Allen gemein ist, dass sie als normale Familienväter in ein absurdes Setting geworfen sind und das Spiel mitspielen. Seien es Steinzeit oder eine völlig von allen Regeln der Logik befreite Kleinstadt oder eben das vorgeblich finstere Mittelalter: am Ende zählt, dass die Familie genug zu Essen hat und noch Zeit bleibt für ein Bier nach Feierabend. Die Frau putzt, der Sohn liest und die Tochter umgarnt die Männer, aber eigentlich eher, weil man das von ihr erwartet. Rollenklischee galore.
Und das ist in seinem Kern natürlich erzkonservativ. Wo die „Simpsons“ genau dieses Konservative bloßlegen und seine inneren Widersprüche thematisieren, nutzt „Hägar der Schreckliche“ (oder „Familie Feuerstein“) das konservative Familien- und Wertebild grade mal als Kulisse. Das erklärt den Erfolg der Strips, die sich nahezu ohne anzuecken in die sogenannte „Mitte der Gesellschaft“ setzen.
Trautes Heim, Glück allein. Und weil Hägar, selbst wenn er britische Burgen erstürmt oder Frankreich plündert, so völlig normal und bürgerlich ist, mausert sich eine ganz andere Figur zum Star der Strips. Sven Glückspilz ist dürr, bartlos und überhaupt die Anti-Vorstellung eines Wikingers. Nicht einmal für ein „der“ im Namen hat es gereicht. Logik und Lernen zählen für ihn nicht. Er nimmt jedes Unglück (und davon gibt es viele für den „Glückspilz“) und jeden absurden Befehl Hägars mit lächelnder Gelassenheit. Bei seinen Auftritten verlässt der Strip zumeist das starre Korsett des Familiencomics und wird zur reinen absurden Saga. Sie sind das Salz in der Kantinensuppe dieses Strips.

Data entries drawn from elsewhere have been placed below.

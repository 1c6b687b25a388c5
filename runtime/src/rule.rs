//! Routing rules: a pattern plus the targets it fans out to.

use crate::retry::RetryPolicy;
use orderbus_core::envelope::Envelope;
use orderbus_core::handler::EventHandler;
use orderbus_core::pattern::EventPattern;
use std::fmt;
use std::sync::Arc;

/// A named handler bound to a rule, with its own retry policy.
#[derive(Clone)]
pub struct Target {
    name: String,
    handler: Arc<dyn EventHandler>,
    retry: RetryPolicy,
}

impl Target {
    /// Wrap `handler`, named after [`EventHandler::name`], with the default policy.
    pub fn new(handler: Arc<dyn EventHandler>) -> Self {
        Self {
            name: handler.name().to_string(),
            handler,
            retry: RetryPolicy::default(),
        }
    }

    /// Override the target name.
    #[must_use]
    pub fn named(mut self, name: impl Into<String>) -> Self {
        self.name = name.into();
        self
    }

    /// Override the retry policy.
    #[must_use]
    pub fn with_retry(mut self, retry: RetryPolicy) -> Self {
        self.retry = retry;
        self
    }

    /// Target name, as used in reports and dead letters.
    #[must_use]
    pub fn name(&self) -> &str {
        &self.name
    }

    /// The handler invoked on every attempt.
    #[must_use]
    pub fn handler(&self) -> &Arc<dyn EventHandler> {
        &self.handler
    }

    /// The retry policy for this target.
    #[must_use]
    pub const fn retry(&self) -> &RetryPolicy {
        &self.retry
    }
}

impl fmt::Debug for Target {
    fn fmt(&self, f: &mut fmt::Formatter<'_>) -> fmt::Result {
        f.debug_struct("Target")
            .field("name", &self.name)
            .field("retry", &self.retry)
            .finish_non_exhaustive()
    }
}

/// Declarative routing rule.
///
/// # Example
///
/// ```ignore
/// let rule = Rule::new("new_order")
///     .description("Create an order record")
///     .pattern(EventPattern::new().field("detail.order.eventtype", ["new_order"]))
///     .target(Target::new(Arc::new(put_handler)));
/// ```
#[derive(Debug, Clone)]
pub struct Rule {
    name: String,
    description: Option<String>,
    pattern: EventPattern,
    targets: Vec<Target>,
}

impl Rule {
    /// Create a rule with an empty pattern (matches everything) and no targets.
    pub fn new(name: impl Into<String>) -> Self {
        Self {
            name: name.into(),
            description: None,
            pattern: EventPattern::new(),
            targets: Vec::new(),
        }
    }

    /// Set a human-readable description.
    #[must_use]
    pub fn description(mut self, description: impl Into<String>) -> Self {
        self.description = Some(description.into());
        self
    }

    /// Set the pattern.
    #[must_use]
    pub fn pattern(mut self, pattern: EventPattern) -> Self {
        self.pattern = pattern;
        self
    }

    /// Append a target.
    #[must_use]
    pub fn target(mut self, target: Target) -> Self {
        self.targets.push(target);
        self
    }

    /// Rule name.
    #[must_use]
    pub fn name(&self) -> &str {
        &self.name
    }

    /// Rule description, if any.
    #[must_use]
    pub fn describe(&self) -> Option<&str> {
        self.description.as_deref()
    }

    /// The rule's pattern.
    #[must_use]
    pub const fn event_pattern(&self) -> &EventPattern {
        &self.pattern
    }

    /// Targets in declaration order.
    #[must_use]
    pub fn targets(&self) -> &[Target] {
        &self.targets
    }

    /// Whether `envelope` satisfies this rule's pattern.
    #[must_use]
    pub fn matches(&self, envelope: &Envelope) -> bool {
        self.pattern.matches(envelope)
    }
}

#[cfg(test)]
mod tests {
    use super::*;
    use orderbus_core::handler::HandlerFuture;
    use serde_json::json;

    struct Noop;

    impl EventHandler for Noop {
        fn name(&self) -> &str {
            "noop"
        }

        fn handle<'a>(&'a self, _envelope: &'a Envelope) -> HandlerFuture<'a> {
            Box::pin(async { Ok(()) })
        }
    }

    #[test]
    fn target_defaults_to_handler_name() {
        let target = Target::new(Arc::new(Noop));
        assert_eq!(target.name(), "noop");
        assert_eq!(target.named("other").name(), "other");
    }

    #[test]
    fn rule_matches_via_pattern() {
        let rule = Rule::new("new_order")
            .description("create")
            .pattern(EventPattern::new().field("detail.order.eventtype", ["new_order"]))
            .target(Target::new(Arc::new(Noop)));

        let hit = Envelope::builder()
            .detail(json!({ "order": { "eventtype": "new_order" } }))
            .build();
        let miss = Envelope::builder()
            .detail(json!({ "order": { "eventtype": "update_order" } }))
            .build();

        assert!(rule.matches(&hit));
        assert!(!rule.matches(&miss));
        assert_eq!(rule.targets().len(), 1);
        assert_eq!(rule.describe(), Some("create"));
    }
}
//! Audit sink seam.
//!
//! The audit logger records every envelope routed to it verbatim. It is
//! append-only and best-effort: `append` cannot fail and must not block the
//! caller for long. Implementations that talk to slow backends should buffer
//! or spawn internally.

use crate::envelope::Envelope;

/// Append-only, fire-and-forget envelope sink.
pub trait AuditSink: Send + Sync {
    /// Record `envelope`. Never fails from the caller's point of view.
    fn append(&self, envelope: &Envelope);
}
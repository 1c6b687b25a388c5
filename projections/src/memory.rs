//! In-memory order store backed by `DashMap`.
//!
//! # Locking
//!
//! ```text
//! records     DashMap<OrderKey, OrderRecord>            (primary)
//! by_account  DashMap<accountid, {(orderdate, vendorid)}>
//! by_vendor   DashMap<vendorid,  {(orderdate, accountid)}>
//! ```
//!
//! Writers hold the primary entry guard for their key while they update the
//! index sets, so writes to the same key are serialized and the indexes move
//! with the record. Lock order is always primary, then index. Readers copy an
//! index set out before touching the primary map and never hold two guards.

use dashmap::mapref::entry::Entry;
use dashmap::DashMap;
use orderbus_core::projection::{
    AccountOrderView, OrderKey, OrderMutation, OrderRecord, OrderStore, Result, StoreFuture,
    VendorOrderView,
};
use orderbus_runtime::metrics::StoreMetrics;
use std::collections::BTreeSet;
use std::time::Instant;

type IndexSet = BTreeSet<(String, String)>;

/// Concurrent in-memory [`OrderStore`].
///
/// # Example
///
/// ```
/// use orderbus_core::projection::{OrderRecord, OrderStore};
/// use orderbus_projections::InMemoryOrderStore;
/// use serde_json::json;
///
/// # async fn example() -> Result<(), Box<dyn std::error::Error>> {
/// let store = InMemoryOrderStore::new();
/// let created = store
///     .put_if_absent(OrderRecord {
///         account_id: "A1".into(),
///         vendor_id: "V1".into(),
///         order_date: "2021-01-01".into(),
///         details: json!({ "coffeetype": "latte" }),
///         city: None,
///     })
///     .await?;
/// assert!(created);
/// assert_eq!(store.by_account("A1").await?.len(), 1);
/// # Ok(())
/// # }
/// ```
#[derive(Debug, Default)]
pub struct InMemoryOrderStore {
    records: DashMap<OrderKey, OrderRecord>,
    by_account: DashMap<String, IndexSet>,
    by_vendor: DashMap<String, IndexSet>,
}

impl InMemoryOrderStore {
    /// Create an empty store.
    #[must_use]
    pub fn new() -> Self {
        Self::default()
    }

    /// Number of records.
    #[must_use]
    pub fn len(&self) -> usize {
        self.records.len()
    }

    /// Whether the store holds no records.
    #[must_use]
    pub fn is_empty(&self) -> bool {
        self.records.is_empty()
    }

    fn index_insert(&self, record: &OrderRecord) {
        self.by_account
            .entry(record.account_id.clone())
            .or_default()
            .insert((record.order_date.clone(), record.vendor_id.clone()));
        self.by_vendor
            .entry(record.vendor_id.clone())
            .or_default()
            .insert((record.order_date.clone(), record.account_id.clone()));
    }

    fn index_remove(&self, record: &OrderRecord) {
        if let Some(mut set) = self.by_account.get_mut(&record.account_id) {
            set.remove(&(record.order_date.clone(), record.vendor_id.clone()));
        }
        if let Some(mut set) = self.by_vendor.get_mut(&record.vendor_id) {
            set.remove(&(record.order_date.clone(), record.account_id.clone()));
        }
    }

    fn put_sync(&self, record: OrderRecord) -> bool {
        match self.records.entry(record.key()) {
            Entry::Occupied(_) => false,
            Entry::Vacant(slot) => {
                self.index_insert(&record);
                slot.insert(record);
                true
            }
        }
    }

    fn update_sync(&self, key: &OrderKey, mutation: &OrderMutation) -> bool {
        let Some(mut record) = self.records.get_mut(key) else {
            return false;
        };

        if record.order_date != mutation.order_date {
            // Insert before remove so index readers never see the order vanish.
            let old = record.clone();
            mutation.apply(&mut record);
            self.index_insert(&record);
            self.index_remove(&old);
        } else {
            mutation.apply(&mut record);
        }
        true
    }

    fn index_rows<V>(
        &self,
        index: &DashMap<String, IndexSet>,
        partition: &str,
        key_of: impl Fn(&str) -> OrderKey,
        view_of: impl Fn(&OrderRecord) -> V,
    ) -> Vec<(String, String, V)> {
        let entries: Vec<(String, String)> = index
            .get(partition)
            .map(|set| set.iter().cloned().collect())
            .unwrap_or_default();

        let mut rows: Vec<(String, String, V)> = entries
            .into_iter()
            .filter_map(|(_, other)| {
                let record = self.records.get(&key_of(&other))?;
                Some((record.order_date.clone(), other, view_of(record.value())))
            })
            .collect();

        // A concurrent update may have moved a row since the index was copied.
        rows.sort_by(|a, b| (&a.0, &a.1).cmp(&(&b.0, &b.1)));
        rows.dedup_by(|a, b| a.1 == b.1);
        rows
    }
}

impl OrderStore for InMemoryOrderStore {
    fn get<'a>(&'a self, key: &'a OrderKey) -> StoreFuture<'a, Option<OrderRecord>> {
        let started = Instant::now();
        let record = self.records.get(key).map(|r| r.value().clone());
        StoreMetrics::record_operation("get", true, started.elapsed());
        Box::pin(std::future::ready(Ok(record)))
    }

    fn put_if_absent(&self, record: OrderRecord) -> StoreFuture<'_, bool> {
        let started = Instant::now();
        let key = record.key();
        let created = self.put_sync(record);
        StoreMetrics::record_operation("put_if_absent", true, started.elapsed());
        tracing::debug!(%key, created, "put_if_absent");
        Box::pin(std::future::ready(Ok(created)))
    }

    fn update<'a>(&'a self, key: &'a OrderKey, mutation: OrderMutation) -> StoreFuture<'a, bool> {
        let started = Instant::now();
        let updated = self.update_sync(key, &mutation);
        StoreMetrics::record_operation("update", true, started.elapsed());
        tracing::debug!(%key, updated, "update");
        Box::pin(std::future::ready(Ok(updated)))
    }

    fn by_account<'a>(&'a self, account_id: &'a str) -> StoreFuture<'a, Vec<AccountOrderView>> {
        let started = Instant::now();
        let rows = self.index_rows(
            &self.by_account,
            account_id,
            |vendor_id| OrderKey::new(account_id, vendor_id),
            OrderRecord::account_view,
        );
        StoreMetrics::record_operation("by_account", true, started.elapsed());
        let views: Result<Vec<_>> = Ok(rows.into_iter().map(|(_, _, v)| v).collect());
        Box::pin(std::future::ready(views))
    }

    fn by_vendor<'a>(&'a self, vendor_id: &'a str) -> StoreFuture<'a, Vec<VendorOrderView>> {
        let started = Instant::now();
        let rows = self.index_rows(
            &self.by_vendor,
            vendor_id,
            |account_id| OrderKey::new(account_id, vendor_id),
            OrderRecord::vendor_view,
        );
        StoreMetrics::record_operation("by_vendor", true, started.elapsed());
        let views: Result<Vec<_>> = Ok(rows.into_iter().map(|(_, _, v)| v).collect());
        Box::pin(std::future::ready(views))
    }
}

#[cfg(test)]
#[allow(clippy::unwrap_used)]
mod tests {
    use super::*;
    use serde_json::json;

    fn record(account: &str, vendor: &str, date: &str, details: serde_json::Value) -> OrderRecord {
        OrderRecord {
            account_id: account.into(),
            vendor_id: vendor.into(),
            order_date: date.into(),
            details,
            city: None,
        }
    }

    #[tokio::test]
    async fn first_write_wins() {
        let store = InMemoryOrderStore::new();
        assert!(store.put_if_absent(record("A1", "V1", "2021-01-01", json!("x"))).await.unwrap());
        assert!(!store.put_if_absent(record("A1", "V1", "2021-06-01", json!("z"))).await.unwrap());

        let stored = store.get(&OrderKey::new("A1", "V1")).await.unwrap().unwrap();
        assert_eq!(stored.details, json!("x"));
        assert_eq!(store.len(), 1);
        assert_eq!(store.by_account("A1").await.unwrap().len(), 1);
    }

    #[tokio::test]
    async fn update_of_absent_key_creates_nothing() {
        let store = InMemoryOrderStore::new();
        let key = OrderKey::new("A1", "V1");
        let mutation = OrderMutation {
            order_date: "2021-01-02".into(),
            details: json!("y"),
        };

        assert!(!store.update(&key, mutation).await.unwrap());
        assert!(store.is_empty());
        assert!(store.by_vendor("V1").await.unwrap().is_empty());
    }

    #[tokio::test]
    async fn update_moves_row_in_both_indexes() {
        let store = InMemoryOrderStore::new();
        store.put_if_absent(record("A1", "V1", "2021-01-05", json!(1))).await.unwrap();
        store.put_if_absent(record("A1", "V2", "2021-01-03", json!(2))).await.unwrap();

        let before: Vec<_> = store
            .by_account("A1")
            .await
            .unwrap()
            .into_iter()
            .map(|v| v.vendor_id)
            .collect();
        assert_eq!(before, vec!["V2", "V1"]);

        let mutation = OrderMutation {
            order_date: "2021-01-01".into(),
            details: json!(3),
        };
        assert!(store.update(&OrderKey::new("A1", "V1"), mutation).await.unwrap());

        let after = store.by_account("A1").await.unwrap();
        assert_eq!(after[0].vendor_id, "V1");
        assert_eq!(after[0].order_date, "2021-01-01");
        assert_eq!(after[0].details, json!(3));
        assert_eq!(after.len(), 2);

        let vendor = store.by_vendor("V1").await.unwrap();
        assert_eq!(vendor.len(), 1);
        assert_eq!(vendor[0].order_date, "2021-01-01");
    }

    #[tokio::test]
    async fn ties_break_on_other_key() {
        let store = InMemoryOrderStore::new();
        for account in ["A3", "A1", "A2"] {
            store
                .put_if_absent(record(account, "V1", "2021-01-01", json!(null)))
                .await
                .unwrap();
        }

        let accounts: Vec<_> = store
            .by_vendor("V1")
            .await
            .unwrap()
            .into_iter()
            .map(|v| v.account_id)
            .collect();
        assert_eq!(accounts, vec!["A1", "A2", "A3"]);
    }
}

Seit 1973 erscheint „Hägar der Schreckliche“ als täglicher Comic, inzwischen ein Familienunternehmen in zweiter Generation: Dik Brownes Sohn produziert den Strip seit 1988. Seitdem ist der Comic noch braver und betulicher geworden. Mehr oder minder essentiell sind also die ersten 15 Jahre, von Ehapa in bewährten Zwei-Jahres-Bänden gesammelt. Leider unter Auslassung der Sonntagsseiten, die gesondert publiziert werden sollen. Schrecklich an dieser Edition, wenn überhaupt irgendwas, ist das.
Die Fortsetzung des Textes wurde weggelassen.